What is marriage? Not even sociologists are able to agree on a single meaning. For our purposes, we’ll define marriage as a legally recognized social contract between two people, traditionally based on a sexual relationship and implying a permanence of the union. In practicing cultural relativism, we should also consider variations, such as whether a legal union is required, whether more than two people can be involved, or whether the marriage is a religious one or a civil one.
Sociologists are interested in the relationship between the institution of marriage and the institution of family because, historically, marriages are what create a family, and families are the most basic social unit upon which society is built. Both marriage and family create status roles that are sanctioned by society.
The question of what constitutes a family may be an even more difficult one to answer; it’s a prime area of debate in family sociology, as well as in politics and religion. Social conservatives tend to define the family in terms of structure with each family member filling a certain role (like father, mother, or child).

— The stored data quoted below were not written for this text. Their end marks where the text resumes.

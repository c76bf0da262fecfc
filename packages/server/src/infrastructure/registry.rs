//! 接続中の参加者を保持する SessionRegistry
//!
//! ## 責務
//!
//! - 接続 ID → Participant の対応表を管理
//! - チャットルーム単位での参加者の列挙
//!
//! ## 設計ノート
//!
//! リレー全体で唯一の可変共有状態。グローバル変数ではなく、
//! 依存として各 UseCase に注入されます。
//! 参照（lookup, members_of）が書き込みより圧倒的に多いため、
//! `Mutex` ではなく `RwLock` を使用しています。

use std::collections::HashMap;

use tokio::sync::RwLock;

use crate::domain::{ChatId, ConnectionId, Participant};

/// 接続中の参加者の対応表
///
/// 1 接続につき最大 1 つの Participant を保持する。
/// 同じ接続に対する再登録（joinChat の再送）は上書きとなる。
pub struct SessionRegistry {
    /// 接続 ID → Participant
    sessions: RwLock<HashMap<ConnectionId, Participant>>,
}

impl SessionRegistry {
    /// 新しい SessionRegistry を作成
    pub fn new() -> Self {
        Self {
            sessions: RwLock::new(HashMap::new()),
        }
    }

    /// 参加者を登録し、同じ接続の既存エントリがあれば返す
    pub async fn join(&self, participant: Participant) -> Option<Participant> {
        let mut sessions = self.sessions.write().await;
        sessions.insert(participant.connection_id.clone(), participant)
    }

    /// 参加者を削除し、存在した場合はそのエントリを返す
    ///
    /// 存在しない接続に対しても安全に呼び出せる（冪等）。
    pub async fn leave(&self, connection_id: &ConnectionId) -> Option<Participant> {
        let mut sessions = self.sessions.write().await;
        sessions.remove(connection_id)
    }

    /// 接続に対応する参加者を取得
    pub async fn lookup(&self, connection_id: &ConnectionId) -> Option<Participant> {
        let sessions = self.sessions.read().await;
        sessions.get(connection_id).cloned()
    }

    /// 指定チャットルームの参加者をすべて取得
    ///
    /// 順序は保証しない。配信時の列挙に使う。
    pub async fn members_of(&self, chat_id: &ChatId) -> Vec<Participant> {
        let sessions = self.sessions.read().await;
        sessions
            .values()
            .filter(|participant| &participant.chat_id == chat_id)
            .cloned()
            .collect()
    }

    /// 登録中の参加者数を取得
    pub async fn count(&self) -> usize {
        let sessions = self.sessions.read().await;
        sessions.len()
    }
}

impl Default for SessionRegistry {
    fn default() -> Self {
        Self::new()
    }
}
//! ドメイン層
//!
//! リレーの中心概念（値オブジェクト、エンティティ、ポート）を定義します。
//! この層は他の層に依存しません。

pub mod entity;
pub mod error;
pub mod pusher;
pub mod store;
pub mod translator;
pub mod value_object;

pub use entity::{Participant, RoomSummary, StoredMessage, TranslatedMessage};
pub use error::{PushError, StoreError, TranslationError, ValueObjectError};
pub use pusher::{MessagePusher, PusherChannel};
pub use store::MessageStore;
pub use translator::Translator;
pub use value_object::{
    ChatId, ConnectionId, ConnectionIdFactory, DisplayName, LanguageTag, MessageText, Timestamp,
};
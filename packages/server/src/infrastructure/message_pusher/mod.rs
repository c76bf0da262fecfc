//! MessagePusher の具体的な実装

pub mod websocket;

pub use websocket::WebSocketMessagePusher;
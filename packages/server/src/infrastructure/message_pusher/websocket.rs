//! WebSocket を使った MessagePusher 実装
//!
//! ## 責務
//!
//! - WebSocket の `UnboundedSender` を管理
//! - 接続単位でのメッセージ送信（push_to）
//!
//! ## 設計ノート
//!
//! WebSocket の生成は UI 層（`src/ui/handler/websocket.rs`）で行われます。
//! この実装は生成された `UnboundedSender` を受け取り、メッセージ送信に使用します。
//!
//! これにより、「WebSocket の生成」と「メッセージの送信」が分離されます：
//! - UI 層: WebSocket 接続の受付、sender の生成
//! - Infrastructure 層: sender の管理、メッセージ送信

use std::collections::HashMap;

use async_trait::async_trait;
use tokio::sync::Mutex;

use crate::domain::{ConnectionId, MessagePusher, PushError, PusherChannel};

/// WebSocket を使った MessagePusher 実装
///
/// ## フィールド
///
/// - `connections`: 接続中の WebSocket sender のマップ
///
/// ## 使用例
///
/// ```ignore
/// let pusher = WebSocketMessagePusher::new();
///
/// // 接続に送信
/// pusher.push_to(&connection_id, "{\"type\":\"receiveMessage\",...}").await?;
/// ```
pub struct WebSocketMessagePusher {
    /// 接続中の WebSocket sender
    ///
    /// Key: ConnectionId
    /// Value: PusherChannel
    connections: Mutex<HashMap<ConnectionId, PusherChannel>>,
}

impl WebSocketMessagePusher {
    /// 新しい WebSocketMessagePusher を作成
    pub fn new() -> Self {
        Self {
            connections: Mutex::new(HashMap::new()),
        }
    }
}

impl Default for WebSocketMessagePusher {
    fn default() -> Self {
        Self::new()
    }
}

#[async_trait]
impl MessagePusher for WebSocketMessagePusher {
    async fn register_connection(&self, connection_id: ConnectionId, sender: PusherChannel) {
        let mut connections = self.connections.lock().await;
        connections.insert(connection_id.clone(), sender);
        tracing::debug!(
            "Connection '{}' registered to MessagePusher",
            connection_id.as_str()
        );
    }

    async fn unregister_connection(&self, connection_id: &ConnectionId) {
        let mut connections = self.connections.lock().await;
        connections.remove(connection_id);
        tracing::debug!(
            "Connection '{}' unregistered from MessagePusher",
            connection_id.as_str()
        );
    }

    async fn push_to(&self, connection_id: &ConnectionId, content: &str) -> Result<(), PushError> {
        let connections = self.connections.lock().await;

        if let Some(sender) = connections.get(connection_id) {
            sender
                .send(content.to_string())
                .map_err(|_| PushError::ChannelClosed(connection_id.as_str().to_string()))?;
            tracing::debug!("Pushed message to connection '{}'", connection_id.as_str());
            Ok(())
        } else {
            Err(PushError::ConnectionNotFound(
                connection_id.as_str().to_string(),
            ))
        }
    }
}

Sociologists, on the other hand, tend to define family more in terms of the manner in which members relate to one another than on a strict configuration of status roles. Here, we’ll define family as a socially recognized group (usually joined by blood, marriage, cohabitation, or adoption) that forms an emotional connection and serves as an economic unit of society. Sociologists identify different types of families based on how one enters into them. A family of orientation refers to the family into which a person is born. A family of procreation describes one that is formed through marriage. These distinctions have cultural significance related to issues of lineage.